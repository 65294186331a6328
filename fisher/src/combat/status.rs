use crate::combat::{
    Buff,
    Combatant,
};

/// What happened to a combatant's status effects at the end of a turn.
#[derive(Debug, Default, Clone, PartialEq, Eq)]
pub struct StatusTick {
    /// Poison damage taken this turn.
    pub poison_damage: Option<u32>,
    /// Whether the poison ran out this turn.
    pub poison_cured: bool,
    /// Buffs that expired this turn.
    pub expired_buffs: Vec<Buff>,
    pub messages: Vec<String>,
}

/// Advances the combatant's status effects by one turn.
///
/// Poison only ticks while the combatant has HP left. Every buff counts down regardless, and is
/// removed once it reaches zero.
pub fn resolve_end_of_turn(combatant: &mut Combatant) -> StatusTick {
    let mut tick = StatusTick::default();

    if combatant.is_alive()
        && let Some(poison) = combatant.poisoned.as_mut()
    {
        let nominal = poison.damage;
        poison.turns_left = poison.turns_left.saturating_sub(1);
        let cured = poison.turns_left == 0;
        let damage = combatant.take_damage(nominal);
        tick.poison_damage = Some(damage);
        tick.messages
            .push(format!("{} takes {damage} poison damage!", combatant.name));
        if cured {
            combatant.poisoned = None;
            tick.poison_cured = true;
            tick.messages
                .push(format!("{} is no longer poisoned.", combatant.name));
        }
    }

    let (expired, active): (Vec<_>, Vec<_>) = combatant
        .buffs
        .drain(..)
        .map(|mut buff| {
            buff.turns_left = buff.turns_left.saturating_sub(1);
            buff
        })
        .partition(|buff| buff.turns_left == 0);
    combatant.buffs = active;
    for buff in &expired {
        tick.messages.push(format!(
            "{}'s {} boost wore off.",
            combatant.name,
            buff.stat.to_string().to_uppercase()
        ));
    }
    tick.expired_buffs = expired;

    tick
}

- - - - - - -

Return exactly, and only, the lines above starting at the line that contains "let mut tick = StatusTick::default();" and ending at the line that contains "tick.poison_cured = true;".

■ **RESULT**
    let mut tick = StatusTick::default();

    if combatant.is_alive()
        && let Some(poison) = combatant.poisoned.as_mut()
    {
        let nominal = poison.damage;
        poison.turns_left = poison.turns_left.saturating_sub(1);
        let cured = poison.turns_left == 0;
        let damage = combatant.take_damage(nominal);
        tick.poison_damage = Some(damage);
        tick.messages
            .push(format!("{} takes {damage} poison damage!", combatant.name));
        if cured {
            combatant.poisoned = None;
            tick.poison_cured = true;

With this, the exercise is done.